The city previously attracted thousands of spring breakers from South Padre Island for the "Two Nation Vacation," but the number of such visitors began dwindling in 2005 as drug violence started making international headlines and U.S. authorities later began warning against traveling into northern Mexico. By 2010, it became rare to see a young American vacationer visiting this city's tourist district.
And although violence in some border cities has quelled, spring breakers remain hesitant to take any chances this year.
David Lynch, an Eastern Kentucky University senior visiting South Padre Island this week, says he still sees too much news about Mexican violence and "won't be crossing into Mexico."
Jackie Raichandani, a University of Louisville senior also planning to visit South Padre, suggested to his friends that they go to Matamoros. "Some want to try it," he says, "but others told me no way they are going."
These sentiments echo what's plain from the statistics: While more Americans are returning to popular destinations such as Mexico City, Cancun and Los Cabos, the border communities have yet to see significant rebounds. Mexico's tourism agency reports a 9 percent increase in Americans visiting Mexico in 2013, but a steady decline in border tourists from 10 million in 2011 to 9.5 million last year.
The declines are being felt from this Gulf Coast community to the West Coast, where Rosarito Beach south of the California border is no longer a mecca for Spring Breakers due to a turf war between rival drug gangs that sent business plummeting in the last decade.
But as drug-fueled bloodshed subsided in recent years the region's tourism industry hired a U.S. public relations firm and is attracting an increased number of wealthier, middle-aged travelers seeking world-class cuisine and wines in Tijuana and nearby Valle de Guadalupe, which is often called Mexico's Napa Valley.
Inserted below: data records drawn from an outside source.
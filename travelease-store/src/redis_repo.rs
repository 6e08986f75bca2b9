use async_trait::async_trait;
use redis::AsyncCommands;
use travelease_core::SnapshotRepository;
use tracing::debug;

/// Snapshot slots stored as plain Redis string keys
#[derive(Clone)]
pub struct RedisSnapshotRepository {
    client: redis::Client,
}

impl RedisSnapshotRepository {
    pub fn new(connection_string: &str) -> Result<Self, redis::RedisError> {
        let client = redis::Client::open(connection_string)?;
        Ok(Self { client })
    }
}

#[async_trait]
impl SnapshotRepository for RedisSnapshotRepository {
    async fn load(
        &self,
        key: &str,
    ) -> Result<Option<String>, Box<dyn std::error::Error + Send + Sync>> {
        let mut conn = self.client.get_multiplexed_async_connection().await?;
        let payload: Option<String> = conn.get(key).await?;
        Ok(payload)
    }

    async fn save(
        &self,
        key: &str,
        payload: &str,
    ) -> Result<(), Box<dyn std::error::Error + Send + Sync>> {
        let mut conn = self.client.get_multiplexed_async_connection().await?;
        conn.set::<_, _, ()>(key, payload).await?;
        debug!("Snapshot written to redis key {}", key);
        Ok(())
    }

    async fn remove(
        &self,
        key: &str,
    ) -> Result<(), Box<dyn std::error::Error + Send + Sync>> {
        let mut conn = self.client.get_multiplexed_async_connection().await?;
        conn.del::<_, ()>(key).await?;
        Ok(())
    }
}
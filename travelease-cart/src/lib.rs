pub mod store;

pub use store::CartStore;
pub use travelease_shared::{BookableItem, EntityId, ItemType, LineItem, LineKey};
mod cli;
mod commands;

use anyhow::Context;
use clap::Parser;
use tracing_subscriber::{layer::SubscriberExt, util::SubscriberInitExt};

use crate::cli::Cli;
use crate::commands::App;

#[tokio::main]
async fn main() -> anyhow::Result<()> {
    // Logs go to stderr so command output stays clean on stdout.
    tracing_subscriber::registry()
        .with(
            tracing_subscriber::EnvFilter::try_from_default_env()
                .unwrap_or_else(|_| "travelease=info,travelease_store=warn".into()),
        )
        .with(tracing_subscriber::fmt::layer().with_writer(std::io::stderr))
        .init();

    let cli = Cli::parse();
    let config = travelease_store::Config::load().context("Failed to load config")?;
    tracing::debug!("Storage backend: {:?}", config.storage.backend);

    let mut app = App::open(config).await?;
    let result = app.run(cli.command).await;
    app.close().await;

    println!("{}", result?);
    Ok(())
}
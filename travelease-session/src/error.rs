use travelease_core::CoreError;

/// Why a sign-in or sign-up was refused. `Display` is the message shown to
/// the user next to the form.
#[derive(Debug, Clone, PartialEq, Eq, thiserror::Error)]
pub enum AuthRejection {
    #[error("{0}")]
    Invalid(String),

    #[error("Login failed")]
    SignInFailed,

    #[error("Signup failed")]
    SignUpFailed,
}

impl AuthRejection {
    pub(crate) fn from_identity(err: CoreError, fallback: AuthRejection) -> Self {
        match err {
            CoreError::ValidationError(reason) => AuthRejection::Invalid(reason),
            other => {
                tracing::warn!("Identity provider refused request: {}", other);
                fallback
            }
        }
    }

    pub fn reason(&self) -> String {
        self.to_string()
    }
}
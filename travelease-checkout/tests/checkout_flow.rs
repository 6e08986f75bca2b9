use serde_json::json;
use std::sync::Arc;
use std::time::Duration;
use travelease_cart::CartStore;
use travelease_checkout::{CheckoutError, CheckoutService, PaymentDetails, SimulatedPaymentGateway};
use travelease_core::{MockIdentityProvider, SnapshotRepository};
use travelease_session::SessionStore;
use travelease_shared::{BookableItem, LineKey, Masked};
use travelease_store::MemorySnapshotRepository;

const SESSION_KEY: &str = "travelease_user";
const CART_KEY: &str = "travelease_cart";

async fn open(repo: &Arc<MemorySnapshotRepository>) -> (SessionStore, CartStore) {
    let shared: Arc<dyn SnapshotRepository> = repo.clone();
    let mut session = SessionStore::new(shared.clone(), Arc::new(MockIdentityProvider), SESSION_KEY);
    let mut cart = CartStore::new(shared, CART_KEY);
    session.initialize().await;
    cart.initialize().await;
    (session, cart)
}

fn card() -> PaymentDetails {
    PaymentDetails {
        cardholder_name: "Asha Rao".to_string(),
        card_number: Masked::from("4111111111111111"),
        expiry_date: "0828".to_string(),
        cvv: Masked::from("321"),
    }
}

fn catalog_flight() -> BookableItem {
    BookableItem::from_json(json!({
        "id": 1,
        "type": "flight",
        "airline": "IndiGo",
        "from": "DEL",
        "to": "BOM",
        "departTime": "06:00",
        "class": "economy",
        "price": 8999
    }))
    .unwrap()
}

fn catalog_hotel() -> BookableItem {
    BookableItem::from_json(json!({
        "id": 1,
        "type": "hotel",
        "name": "The Grand Palace",
        "location": "Mumbai",
        "roomType": "deluxe",
        "checkIn": "2024-12-20",
        "checkOut": "2024-12-23",
        "guests": 2,
        "nights": 3,
        "price": 15999
    }))
    .unwrap()
}

#[tokio::test]
async fn test_booking_flow_survives_restarts() {
    let repo = Arc::new(MemorySnapshotRepository::new());

    // First run: browse while signed out, then sign in
    let (mut session, mut cart) = open(&repo).await;
    cart.add_item(catalog_flight());
    cart.add_item(catalog_hotel());
    cart.add_item(catalog_flight());
    session.sign_in("a@b.com", "secret").await.unwrap();
    session.teardown().await;
    cart.teardown().await;

    // Second run: everything is restored
    let (session, mut cart) = open(&repo).await;
    assert_eq!(session.current().map(|r| r.name.as_str()), Some("a"));
    assert_eq!(cart.total_item_count(), 3);
    assert_eq!(cart.total_price(), 2 * 8999 + 15999);
    assert_eq!(cart.line(&LineKey::hotel(1)).unwrap().detail_str("roomType"), Some("deluxe"));

    let checkout = CheckoutService::new(
        Arc::new(SimulatedPaymentGateway::new(Duration::ZERO)),
        0.1,
        "INR",
    );
    let summary = checkout.summarize(&cart);
    assert_eq!(summary.subtotal, 33997);
    assert_eq!(summary.taxes_and_fees, 3400);

    let confirmation = checkout.checkout(&session, &mut cart, &card()).await.unwrap();
    assert_eq!(confirmation.summary.total, 37397);
    assert_eq!(confirmation.summary.lines.len(), 2);
    cart.flush().await.unwrap();
    assert_eq!(repo.get(CART_KEY).await.as_deref(), Some("[]"));
    cart.teardown().await;

    // Third run: cart is gone, session is still there
    let (mut session, cart) = open(&repo).await;
    assert!(cart.is_empty());
    assert!(session.is_signed_in());

    session.sign_out().await;
    assert!(repo.get(SESSION_KEY).await.is_none());
}

#[tokio::test]
async fn test_declined_payment_leaves_persisted_cart_alone() {
    let repo = Arc::new(MemorySnapshotRepository::new());
    let (mut session, mut cart) = open(&repo).await;
    session.sign_up("Asha Rao", "asha@example.com", "pw").await.unwrap();
    cart.add_item(catalog_hotel());
    cart.flush().await.unwrap();
    let stored_before = repo.get(CART_KEY).await;

    let checkout = CheckoutService::new(
        Arc::new(SimulatedPaymentGateway::declining(Duration::ZERO)),
        0.1,
        "INR",
    );
    let err = checkout.checkout(&session, &mut cart, &card()).await.unwrap_err();
    assert!(matches!(err, CheckoutError::PaymentDeclined(_)));

    cart.flush().await.unwrap();
    assert_eq!(repo.get(CART_KEY).await, stored_before);
    assert_eq!(cart.quantity_of(&LineKey::hotel(1)), Some(1));
}
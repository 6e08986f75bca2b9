use async_trait::async_trait;

/// Durable key-value slot holding a store's serialized snapshot.
///
/// Each store owns exactly one key. Payloads are opaque strings (JSON in
/// practice); a missing key is `Ok(None)`, not an error.
#[async_trait]
pub trait SnapshotRepository: Send + Sync {
    async fn load(
        &self,
        key: &str,
    ) -> Result<Option<String>, Box<dyn std::error::Error + Send + Sync>>;

    async fn save(
        &self,
        key: &str,
        payload: &str,
    ) -> Result<(), Box<dyn std::error::Error + Send + Sync>>;

    /// Removing a key that does not exist succeeds.
    async fn remove(
        &self,
        key: &str,
    ) -> Result<(), Box<dyn std::error::Error + Send + Sync>>;
}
The business climate is bleaker in Matamoros. Its once-thriving tourist market now only offers a few vendors, while nearby a massive complex that houses a pharmacy, a crafts market, a bar and a restaurant remains in business but is seeing less of it.
"If I see a group of three or four spring breakers, I will have to take a picture with them because that would be a rare sighting," Raul Garcia, general manager of the Garcia's complex, said as two customers perused his souvenir shop packed with colorful clay dolls, ceramic vases and plates.
"It will be difficult (to get them back), but we need to let people know people still live, work and have fun here."
In a sign that fear may be easing, parade participants from nearby Brownsville, Texas, crossed last week into Matamoros to join the annual Charro Days festivities. Such scenes were common several years ago, when floats decorated with the U.S. and Mexican flags, dancing horses and marching bands would parade through Brownsville and cross the bridge to join participants in Matamoros' parade. Together they would march and dance down the city's main avenue toward downtown, where the binational celebration lasted for hours.
Even in Ciudad Juarez, where killings have declined from 3,075 in 2010 to 483 last year, officials are making efforts to increase border crossings from El Paso, Texas. Once dubbed the most violent city in the hemisphere, Juarez has opened a visitors' center in El Paso and plans to offer shuttle services from there by the end of this year.
But authorities north of the border are not swayed. A State Department travel advisory cautioning Americans about visiting Mexico remains in place as cities still deal with cartel violence that has kept heavily armed soldiers patrolling the Mexican border.
The Texas Department of Public Safety also cautions the thousands of Spring Breakers visiting the state this month to stay put, as it has the last few years.
"We have a responsibility to inform the public about safety and travel risks and threats," the state agency said in a statement, citing the "the unpredictable nature of cartel violence and other criminal elements."